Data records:

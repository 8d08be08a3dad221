use backprop::feed_forward::{Hyperparameters, Network, Policy};
use backprop::trainer::{Logging, StopCondition, Trainer};

use ndarray::array;

fn main() -> backprop::Result<()> {
    env_logger::init();

    // Column 0 is the bias input.
    let x = array![
        [1.0, 0.0, 0.0],
        [1.0, 0.0, 1.0],
        [1.0, 1.0, 0.0],
        [1.0, 1.0, 1.0]
    ];
    let t = array![[1.0, 0.0], [0.0, 1.0], [0.0, 1.0], [1.0, 0.0]];

    let mut network = Network::new(Policy::Trick, &[3, 8, 2], 3)?;
    network.initialize()?;
    let report = Trainer::new(Hyperparameters::new(0.5).momentum(0.9))
        .logging(Logging::Iterations(500))
        .stop_condition(StopCondition::Iterations(3000))
        .train(&mut network, x.clone(), t)?;

    println!("accuracy after {} iterations: {}", report.iterations, report.accuracy);
    let y = network.run(x.clone())?;
    for (input, output) in x.outer_iter().zip(y.outer_iter()) {
        println!("{} xor {} -> {:.3}", input[1], input[2], output[1]);
    }
    Ok(())
}
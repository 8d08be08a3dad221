use crate::layers::Layer;
use crate::matrix::Mat;

/// The first layer of a network. It holds the current input batch and has no
/// weights.
#[derive(Clone, Debug)]
pub struct InputLayer {
    dim: usize,
    y: Mat,
}

impl InputLayer {
    /// Creates an input layer for batches with `dim` columns, the bias column
    /// included.
    pub fn new(dim: usize) -> Self {
        InputLayer {
            dim,
            y: Mat::zeros((0, dim)),
        }
    }

    pub(crate) fn set_input(&mut self, x: Mat) {
        debug_assert_eq!(x.ncols(), self.dim);
        self.y = x;
    }
}

impl Layer for InputLayer {
    fn dim(&self) -> usize {
        self.dim
    }

    fn y(&self) -> &Mat {
        &self.y
    }
}
//! Utilities for training networks with full-batch gradient descent.

use crate::error::Result;
use crate::feed_forward::{Hyperparameters, Network};
use crate::matrix::Mat;

use std::time::{Duration, Instant};

/// A builder for training loops over a single batch.
#[derive(Debug)]
pub struct Trainer {
    hyperparameters: Hyperparameters,
    logging: Logging,
    stop_condition: StopCondition,
}

/// Summary of a finished training run.
#[derive(Copy, Clone, Debug)]
pub struct Report {
    /// Number of update steps taken.
    pub iterations: usize,
    /// Loss on the training batch after the last step.
    pub loss: f64,
    /// Accuracy on the training batch after the last step.
    pub accuracy: f64,
    pub elapsed: Duration,
}

impl Trainer {
    /// Creates a new Trainer instance.
    ///
    /// The trainer is initialized with some default values. These defaults are:
    ///
    /// * Stops after 1000 training iterations.
    /// * Logs on training completion.
    pub fn new(hyperparameters: Hyperparameters) -> Self {
        Trainer {
            hyperparameters,
            logging: Logging::Completion,
            stop_condition: StopCondition::Iterations(1000),
        }
    }

    /// Sets the type of logging to be emitted during training.
    pub fn logging(mut self, logging: Logging) -> Self {
        self.logging = logging;
        self
    }

    /// Sets the condition to finish training.
    pub fn stop_condition<C>(mut self, condition: C) -> Self
    where
        C: Into<StopCondition>,
    {
        self.stop_condition = condition.into();
        self
    }

    /// Trains `network` on the inputs `x` and one-hot targets `t`.
    ///
    /// The network must already be initialized. Every iteration is one
    /// `Network::update` over the whole batch.
    pub fn train(&self, network: &mut Network, x: Mat, t: Mat) -> Result<Report> {
        network.feed_data(x, t)?;

        let start_time = Instant::now();
        let mut iteration = 0;
        loop {
            network.update(&self.hyperparameters)?;
            iteration += 1;

            // Loss of the prediction this step was computed from.
            let loss = network.loss()?;
            self.logging.iteration(iteration, loss);
            if self.stop_condition.should_stop(iteration, loss, start_time) {
                break;
            }
        }

        network.fprop()?;
        let report = Report {
            iterations: iteration,
            loss: network.loss()?,
            accuracy: network.accuracy()?,
            elapsed: start_time.elapsed(),
        };
        self.logging.completion(&report);
        Ok(report)
    }
}

/// Logging frequency to use during training
#[derive(Copy, Clone, Debug)]
pub enum Logging {
    /// No logs will be emitted
    Silent,
    /// A summary will be logged at completion
    Completion,
    /// A summary will be logged after every `n` training iterations
    Iterations(usize),
}

impl Logging {
    /// Performs logging at the current `iteration` of training.
    fn iteration(&self, iteration: usize, loss: f64) {
        if let Logging::Iterations(freq) = *self {
            if freq > 0 && iteration % freq == 0 {
                log::info!("iteration {}: loss={:.6}", iteration, loss);
            }
        }
    }

    /// Performs logging at the end of training.
    fn completion(&self, report: &Report) {
        if let Logging::Silent = *self {
            return;
        }
        log::info!(
            "ran {} iterations in {:.2} seconds; loss={:.6} accuracy={:.4}",
            report.iterations,
            report.elapsed.as_secs_f64(),
            report.loss,
            report.accuracy
        );
    }
}

/// When to stop training
#[derive(Copy, Clone, Debug)]
pub enum StopCondition {
    /// Stops after the provided number of training iterations
    Iterations(usize),
    /// Stops when the training loss drops below the provided threshold
    LossThreshold(f64),
    /// Stops after the provided duration
    Duration(Duration),
}

impl From<Duration> for StopCondition {
    fn from(duration: Duration) -> StopCondition {
        StopCondition::Duration(duration)
    }
}

impl StopCondition {
    /// Returns true if training is complete.
    fn should_stop(&self, iteration: usize, loss: f64, start_time: Instant) -> bool {
        match *self {
            StopCondition::Iterations(iterations) => iteration >= iterations,
            StopCondition::LossThreshold(threshold) => loss < threshold,
            StopCondition::Duration(duration) => start_time.elapsed() > duration,
        }
    }
}

#[cfg(test)]
mod tests {
    use super::*;
    use crate::error::Error;
    use crate::feed_forward::Policy;
    use ndarray::array;

    fn xor() -> (Mat, Mat) {
        let x = array![
            [1.0, 0.0, 0.0],
            [1.0, 0.0, 1.0],
            [1.0, 1.0, 0.0],
            [1.0, 1.0, 1.0]
        ];
        let t = array![[1.0, 0.0], [0.0, 1.0], [0.0, 1.0], [1.0, 0.0]];
        (x, t)
    }

    #[test]
    fn stops_after_iterations() {
        let (x, t) = xor();
        let mut network = Network::new(Policy::Naive, &[3, 2, 2], 0).unwrap();
        network.initialize().unwrap();
        let report = Trainer::new(Hyperparameters::new(0.1))
            .logging(Logging::Silent)
            .stop_condition(StopCondition::Iterations(7))
            .train(&mut network, x, t)
            .unwrap();
        assert_eq!(report.iterations, 7);
        assert!(report.loss.is_finite());
    }

    #[test]
    fn stops_below_loss_threshold() {
        let (x, t) = xor();
        let mut network = Network::new(Policy::Trick, &[3, 2], 0).unwrap();
        network.initialize().unwrap();
        let report = Trainer::new(Hyperparameters::new(0.1))
            .logging(Logging::Iterations(1))
            .stop_condition(StopCondition::LossThreshold(10.0))
            .train(&mut network, x, t)
            .unwrap();
        assert_eq!(report.iterations, 1);
    }

    #[test]
    fn stops_after_duration() {
        let (x, t) = xor();
        let mut network = Network::new(Policy::Naive, &[3, 2], 0).unwrap();
        network.initialize().unwrap();
        let report = Trainer::new(Hyperparameters::new(0.1))
            .logging(Logging::Silent)
            .stop_condition(Duration::from_millis(0))
            .train(&mut network, x, t)
            .unwrap();
        assert!(report.iterations >= 1);
    }

    #[test]
    fn learns_xor() {
        let (x, t) = xor();
        let mut network = Network::new(Policy::Trick, &[3, 8, 2], 3).unwrap();
        network.initialize().unwrap();
        let report = Trainer::new(Hyperparameters::new(0.5).momentum(0.9))
            .logging(Logging::Silent)
            .stop_condition(StopCondition::Iterations(3000))
            .train(&mut network, x, t)
            .unwrap();
        assert_eq!(report.accuracy, 1.0);
    }

    #[test]
    fn requires_initialized_network() {
        let (x, t) = xor();
        let mut network = Network::new(Policy::Naive, &[3, 2], 0).unwrap();
        match Trainer::new(Hyperparameters::new(0.1)).train(&mut network, x, t) {
            Err(Error::Uninitialized) => {}
            other => panic!("unexpected result: {:?}", other),
        }
    }
}
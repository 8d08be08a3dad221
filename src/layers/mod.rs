//! Layers of a feed-forward network.

mod dense;
mod input;

pub use self::dense::{DenseLayer, Kind};
pub use self::input::InputLayer;

use crate::matrix::Mat;

/// What every layer in a chain exposes to its successor.
pub trait Layer {
    /// Returns the number of units this layer outputs.
    fn dim(&self) -> usize;

    /// Returns the activations computed by the last forward pass.
    fn y(&self) -> &Mat;
}
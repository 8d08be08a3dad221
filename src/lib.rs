//! A small multi-layer perceptron trainer.
//!
//! Networks are chains of dense layers over a bias-augmented input, ending in
//! a softmax output layer trained against a cross-entropy loss. See
//! [`feed_forward`](feed_forward/index.html) for an example.

#[macro_use]
extern crate serde_derive;

pub mod activator;
pub mod data;
pub mod error;
pub mod feed_forward;
pub mod layers;
pub mod loss;
pub mod matrix;
pub mod trainer;
pub mod utils;

pub use crate::error::{Error, Result};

## TASK ITEM
Set down exactly the lines of the data above, beginning with the line that has "let start_time = Instant::now();" and ending with the line that has "if let Logging::Iterations(freq)", and no others.

## FINISHED EXERCISE
        let start_time = Instant::now();
        let mut iteration = 0;
        loop {
            network.update(&self.hyperparameters)?;
            iteration += 1;

            // Loss of the prediction this step was computed from.
            let loss = network.loss()?;
            self.logging.iteration(iteration, loss);
            if self.stop_condition.should_stop(iteration, loss, start_time) {
                break;
            }
        }

        network.fprop()?;
        let report = Report {
            iterations: iteration,
            loss: network.loss()?,
            accuracy: network.accuracy()?,
            elapsed: start_time.elapsed(),
        };
        self.logging.completion(&report);
        Ok(report)
    }
}

/// Logging frequency to use during training
#[derive(Copy, Clone, Debug)]
pub enum Logging {
    /// No logs will be emitted
    Silent,
    /// A summary will be logged at completion
    Completion,
    /// A summary will be logged after every `n` training iterations
    Iterations(usize),
}

impl Logging {
    /// Performs logging at the current `iteration` of training.
    fn iteration(&self, iteration: usize, loss: f64) {
        if let Logging::Iterations(freq) = *self {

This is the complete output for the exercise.